··· Data for this exercise ···

use std::path::Path;

use tract_onnx::prelude::*;

use crate::backend::{BackendError, ModelLoader, ModelSession, TensorData, TensorMap};
use crate::types::GridShape;

type Plan = SimplePlan<TypedFact, Box<dyn TypedOp>, TypedModel>;

/// Loads `.onnx` models with tract, pinning the input to the grid shape.
#[derive(Clone, Copy, Debug, Default)]
pub struct OnnxLoader;

impl ModelLoader for OnnxLoader {
    fn load(&self, path: &Path, shape: GridShape) -> Result<Box<dyn ModelSession>, BackendError> {
        let session = OnnxSession::open(path, shape).map_err(|err| BackendError::Load {
            path: path.to_path_buf(),
            reason: format!("{err:#}"),
        })?;
        Ok(Box::new(session))
    }
}

pub struct OnnxSession {
    plan: Plan,
    input_names: Vec<String>,
    output_names: Vec<String>,
}

impl OnnxSession {
    fn open(path: &Path, shape: GridShape) -> TractResult<Self> {
        let model = tract_onnx::onnx()
            .model_for_path(path)?
            .with_input_fact(0, f32::fact(shape.dims()).into())?
            .into_optimized()?;

        let input_names = model
            .input_outlets()?
            .iter()
            .map(|outlet| model.node(outlet.node).name.clone())
            .collect();
        let output_names = model
            .output_outlets()?
            .iter()
            .map(|outlet| model.node(outlet.node).name.clone())
            .collect();

        Ok(Self {
            plan: model.into_runnable()?,
            input_names,
            output_names,
        })
    }

    fn run_plan(&self, input: &TensorData) -> TractResult<Option<TensorData>> {
        let tensor = Tensor::from_shape(&input.dims, &input.data)?;
        let outputs = self.plan.run(tvec!(tensor.into()))?;
        let Some(output) = outputs.first() else {
            return Ok(None);
        };
        Ok(Some(TensorData::new(
            output.shape().to_vec(),
            output.as_slice::<f32>()?.to_vec(),
        )))
    }
}

impl ModelSession for OnnxSession {
    fn input_names(&self) -> &[String] {
        &self.input_names
    }

    fn output_names(&self) -> &[String] {
        &self.output_names
    }

    fn run(&mut self, mut feeds: TensorMap) -> Result<TensorMap, BackendError> {
        let input_name = self
            .input_names
            .first()
            .ok_or(BackendError::NoTensors("input"))?;
        let output_name = self
            .output_names
            .first()
            .ok_or(BackendError::NoTensors("output"))?;
        let input = feeds
            .remove(input_name)
            .ok_or_else(|| BackendError::Inference(format!("no feed named {input_name:?}")))?;

        let output = self
            .run_plan(&input)
            .map_err(|err| BackendError::Inference(format!("{err:#}")))?
            .ok_or_else(|| BackendError::MissingOutput(output_name.clone()))?;

        let mut results = TensorMap::new();
        results.insert(output_name.clone(), output);
        Ok(results)
    }
}
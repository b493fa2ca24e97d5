use std::fs;
use std::io;
use std::path::{Path, PathBuf};

const MODEL_EXTENSION: &str = ".onnx";

#[derive(Clone, Debug, PartialEq, Eq)]
pub struct ModelEntry {
    pub name: String,
    pub path: PathBuf,
    pub emoji: Option<String>,
}

impl ModelEntry {
    fn new(dir: &Path, file_name: &str, emoji: Option<String>) -> Self {
        Self {
            name: display_name(file_name),
            path: dir.join(file_name),
            emoji,
        }
    }

    /// File name as listed in the models directory.
    pub fn file_name(&self) -> String {
        file_label(&self.path)
    }

    pub fn title(&self) -> String {
        match &self.emoji {
            Some(emoji) => format!("{emoji} {}", self.name),
            None => self.name.clone(),
        }
    }
}

#[derive(Debug, thiserror::Error)]
pub enum CatalogError {
    #[error("failed to read {}: {source}", path.display())]
    Io {
        path: PathBuf,
        #[source]
        source: io::Error,
    },
    #[error("failed to parse labels file {}: {source}", path.display())]
    Labels {
        path: PathBuf,
        #[source]
        source: serde_json::Error,
    },
}

/// Last path component, or the whole path when it has none.
pub fn file_label(path: &Path) -> String {
    path.file_name()
        .map(|name| name.to_string_lossy().into_owned())
        .unwrap_or_else(|| path.display().to_string())
}

/// `green_lizard.onnx` -> `green lizard`.
pub fn display_name(file_name: &str) -> String {
    file_name.replacen(MODEL_EXTENSION, "", 1).replace('_', " ")
}

pub fn ensure_models_dir(dir: &Path) -> Result<(), CatalogError> {
    if dir.is_dir() {
        return Ok(());
    }
    fs::create_dir_all(dir).map_err(|source| CatalogError::Io {
        path: dir.to_path_buf(),
        source,
    })?;
    tracing::info!(dir = %dir.display(), "created models directory");
    Ok(())
}

/// Lists the models in `dir`. When `labels` names an existing JSON file
/// (file name -> emoji), its entries and order win over a directory scan.
pub fn discover(dir: &Path, labels: Option<&Path>) -> Result<Vec<ModelEntry>, CatalogError> {
    let entries = match labels.filter(|path| path.is_file()) {
        Some(labels) => from_labels(dir, labels)?,
        None => scan(dir)?,
    };
    if entries.is_empty() {
        tracing::info!(dir = %dir.display(), "no .onnx models found in models directory");
    }
    Ok(entries)
}

fn scan(dir: &Path) -> Result<Vec<ModelEntry>, CatalogError> {
    let io_err = |source| CatalogError::Io {
        path: dir.to_path_buf(),
        source,
    };

    let mut files = Vec::new();
    for entry in fs::read_dir(dir).map_err(io_err)? {
        let entry = entry.map_err(io_err)?;
        let Ok(name) = entry.file_name().into_string() else {
            continue;
        };
        if name.ends_with(MODEL_EXTENSION) && entry.path().is_file() {
            files.push(name);
        }
    }
    files.sort();

    Ok(files
        .iter()
        .map(|name| ModelEntry::new(dir, name, None))
        .collect())
}

fn from_labels(dir: &Path, labels: &Path) -> Result<Vec<ModelEntry>, CatalogError> {
    let raw = fs::read_to_string(labels).map_err(|source| CatalogError::Io {
        path: labels.to_path_buf(),
        source,
    })?;
    let map: serde_json::Map<String, serde_json::Value> =
        serde_json::from_str(&raw).map_err(|source| CatalogError::Labels {
            path: labels.to_path_buf(),
            source,
        })?;

    let mut entries = Vec::with_capacity(map.len());
    for (file, emoji) in map {
        let entry = ModelEntry::new(dir, &file, emoji.as_str().map(str::to_owned));
        if !entry.path.is_file() {
            tracing::warn!(path = %entry.path.display(), "labelled model is missing, skipping");
            continue;
        }
        entries.push(entry);
    }
    Ok(entries)
}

···

Assignment: What lines in the records contain the word "Debug"? Return each one.

Answer box:
#[derive(Clone, Copy, Debug, Default)]
#[derive(Clone, Debug, PartialEq, Eq)]
#[derive(Debug, thiserror::Error)]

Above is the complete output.